Report each line from the data below that holds the word "debug".

**Recorded data**
_ _ _ _ _ _ _

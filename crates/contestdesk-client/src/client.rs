//! Shared API client and its interceptor pipeline.
//!
//! # Design
//! - Create exactly one client per process and share it by cloning; clones
//!   share the connection pool and the interceptor chain.
//! - Every request runs: request interceptors, transport, body read, status
//!   classification, response interceptors. Transport failures (including a
//!   body that stalls past the timeout) and 4xx/5xx statuses reach the
//!   response interceptors as the same `Err` path.

use std::sync::Arc;

use reqwest::header::HeaderMap;
use reqwest::{Method, RequestBuilder};
use serde::Serialize;
use serde::de::DeserializeOwned;
use tracing::{debug, instrument};
use url::Url;

use crate::config::ClientConfig;
use crate::contests::ContestsApi;
use crate::error::{ApiError, ApiResult};
use crate::interceptor::{
    BearerTokenInterceptor, RequestInterceptor, ResponseInterceptor, UnauthorizedInterceptor,
};
use crate::location::PageLocation;
use crate::response::ApiResponse;
use crate::session::SessionEvents;
use crate::store::TokenStore;

/// HTTP client bound to the contest backend.
#[derive(Clone)]
pub struct ApiClient {
    http: reqwest::Client,
    config: Arc<ClientConfig>,
    base_url: Url,
    request_hooks: Arc<[Arc<dyn RequestInterceptor>]>,
    response_hooks: Arc<[Arc<dyn ResponseInterceptor>]>,
}

impl ApiClient {
    /// Build the client with the standard hooks: bearer token on the way out,
    /// unauthorized handling on the way back.
    ///
    /// # Errors
    ///
    /// Returns an error if the HTTP client cannot be constructed.
    pub fn new(
        config: ClientConfig,
        store: Arc<dyn TokenStore>,
        location: Arc<dyn PageLocation>,
        events: SessionEvents,
    ) -> ApiResult<Self> {
        Self::builder(config)
            .with_session(store, location, events)
            .build()
    }

    /// Start a builder with no interceptors installed.
    #[must_use]
    pub fn builder(config: ClientConfig) -> ApiClientBuilder {
        ApiClientBuilder {
            config,
            request_hooks: Vec::new(),
            response_hooks: Vec::new(),
        }
    }

    /// Configuration the client was built from.
    #[must_use]
    pub fn config(&self) -> &ClientConfig {
        &self.config
    }

    /// Contest endpoints.
    #[must_use]
    pub const fn contests(&self) -> ContestsApi<'_> {
        ContestsApi::new(self)
    }

    /// Send a request through the interceptor pipeline.
    ///
    /// # Errors
    ///
    /// Returns [`ApiError::InvalidPath`] without sending anything when `path`
    /// cannot be joined onto the base URL. Transport failures and error
    /// statuses are returned after the response interceptors have seen them.
    #[instrument(name = "api_client.execute", skip(self, body))]
    pub async fn execute(
        &self,
        method: Method,
        path: &str,
        body: Option<&serde_json::Value>,
    ) -> ApiResult<ApiResponse> {
        let url = self.endpoint(path)?;

        let mut headers = HeaderMap::new();
        for hook in self.request_hooks.iter() {
            hook.on_request(&mut headers);
        }

        let mut request = self.http.request(method.clone(), url).headers(headers);
        if let Some(body) = body {
            request = request.json(body);
        }

        let outcome = match fetch(request).await {
            Ok(response) => classify(response),
            Err(source) => Err(ApiError::Transport {
                method,
                path: path.to_string(),
                source,
            }),
        };
        if let Ok(response) = &outcome {
            debug!(status = %response.status(), "api request completed");
        }

        self.response_hooks
            .iter()
            .fold(outcome, |outcome, hook| hook.on_response(outcome))
    }

    /// `GET` a JSON document.
    ///
    /// # Errors
    ///
    /// Propagates request failures and returns [`ApiError::Decode`] when the
    /// body does not match `T`.
    pub async fn get_json<T: DeserializeOwned>(&self, path: &str) -> ApiResult<T> {
        let response = self.execute(Method::GET, path, None).await?;
        decode(path, &response)
    }

    /// Send a JSON body and decode a JSON reply.
    ///
    /// # Errors
    ///
    /// Returns [`ApiError::Encode`] when `body` cannot be serialised, and
    /// otherwise behaves like [`ApiClient::get_json`].
    pub async fn send_json<B, T>(&self, method: Method, path: &str, body: &B) -> ApiResult<T>
    where
        B: Serialize + ?Sized,
        T: DeserializeOwned,
    {
        let payload = serde_json::to_value(body).map_err(|source| ApiError::Encode {
            path: path.to_string(),
            source,
        })?;
        let response = self.execute(method, path, Some(&payload)).await?;
        decode(path, &response)
    }

    /// `DELETE` a resource, ignoring any reply body.
    ///
    /// # Errors
    ///
    /// Propagates request failures.
    pub async fn delete(&self, path: &str) -> ApiResult<()> {
        self.execute(Method::DELETE, path, None).await?;
        Ok(())
    }

    fn endpoint(&self, path: &str) -> ApiResult<Url> {
        self.base_url
            .join(path.trim_start_matches('/'))
            .map_err(|source| ApiError::InvalidPath {
                path: path.to_string(),
                source,
            })
    }
}

/// Builder for [`ApiClient`] with a custom interceptor chain.
pub struct ApiClientBuilder {
    config: ClientConfig,
    request_hooks: Vec<Arc<dyn RequestInterceptor>>,
    response_hooks: Vec<Arc<dyn ResponseInterceptor>>,
}

impl ApiClientBuilder {
    /// Append a request interceptor; interceptors run in insertion order.
    #[must_use]
    pub fn request_interceptor(mut self, hook: impl RequestInterceptor + 'static) -> Self {
        self.request_hooks.push(Arc::new(hook));
        self
    }

    /// Append a response interceptor; interceptors run in insertion order.
    #[must_use]
    pub fn response_interceptor(mut self, hook: impl ResponseInterceptor + 'static) -> Self {
        self.response_hooks.push(Arc::new(hook));
        self
    }

    /// Install the standard session hooks: bearer token from `store` on every
    /// request, token removal and session expiry on 401.
    #[must_use]
    pub fn with_session(
        self,
        store: Arc<dyn TokenStore>,
        location: Arc<dyn PageLocation>,
        events: SessionEvents,
    ) -> Self {
        self.request_interceptor(BearerTokenInterceptor::new(Arc::clone(&store)))
            .response_interceptor(UnauthorizedInterceptor::new(store, location, events))
    }

    /// Construct the client.
    ///
    /// # Errors
    ///
    /// Returns [`ApiError::ClientBuild`] or [`ApiError::Certificate`] if the
    /// transport cannot be initialised.
    pub fn build(self) -> ApiResult<ApiClient> {
        let http = self.config.build_http_client()?;
        let base_url = directory_url(self.config.base_url());
        Ok(ApiClient {
            http,
            config: Arc::new(self.config),
            base_url,
            request_hooks: self.request_hooks.into(),
            response_hooks: self.response_hooks.into(),
        })
    }
}

/// Ensure relative joins append to the base path instead of replacing its
/// last segment.
fn directory_url(base: &Url) -> Url {
    let mut url = base.clone();
    if !url.path().ends_with('/') {
        let path = format!("{}/", url.path());
        url.set_path(&path);
    }
    url
}

/// Send the request and read the whole body, so a body that stalls past the
/// timeout or is cut short fails like any other transport error.
async fn fetch(request: RequestBuilder) -> reqwest::Result<ApiResponse> {
    let response = request.send().await?;
    let status = response.status();
    let headers = response.headers().clone();
    let body = response.bytes().await?;
    Ok(ApiResponse::new(status, headers, body.to_vec()))
}

fn classify(response: ApiResponse) -> ApiResult<ApiResponse> {
    let status = response.status();
    if status.is_client_error() || status.is_server_error() {
        return Err(ApiError::Status {
            status,
            body: response.text().into_owned(),
        });
    }
    Ok(response)
}

fn decode<T: DeserializeOwned>(path: &str, response: &ApiResponse) -> ApiResult<T> {
    response.json::<T>().map_err(|source| ApiError::Decode {
        path: path.to_string(),
        source,
    })
}

#[cfg(test)]
mod tests {
    use super::*;
    use anyhow::Result;

    #[test]
    fn directory_url_appends_trailing_slash() -> Result<()> {
        let bare = Url::parse("http://localhost:8000")?;
        assert_eq!(directory_url(&bare).as_str(), "http://localhost:8000/");

        let prefixed = Url::parse("https://example.org/api")?;
        let dir = directory_url(&prefixed);
        assert_eq!(dir.as_str(), "https://example.org/api/");
        assert_eq!(
            dir.join("contests")?.as_str(),
            "https://example.org/api/contests"
        );
        Ok(())
    }

    #[test]
    fn endpoint_joins_relative_and_absolute_paths() -> Result<()> {
        let config = ClientConfig::with_base_url(Url::parse("https://example.org/api")?);
        let client = ApiClient::builder(config).build()?;
        assert_eq!(
            client.endpoint("/contests/3")?.as_str(),
            "https://example.org/api/contests/3"
        );
        assert_eq!(
            client.endpoint("contests/year/2024")?.as_str(),
            "https://example.org/api/contests/year/2024"
        );
        Ok(())
    }

    #[test]
    fn clones_share_configuration() -> Result<()> {
        let config = ClientConfig::with_base_url(Url::parse("http://localhost:8000")?);
        let client = ApiClient::builder(config).build()?;
        let clone = client.clone();
        assert!(Arc::ptr_eq(&client.config, &clone.config));
        Ok(())
    }
}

_ _ _ _ _ _ _

**Exercise response**
use tracing::{debug, instrument};
            debug!(status = %response.status(), "api request completed");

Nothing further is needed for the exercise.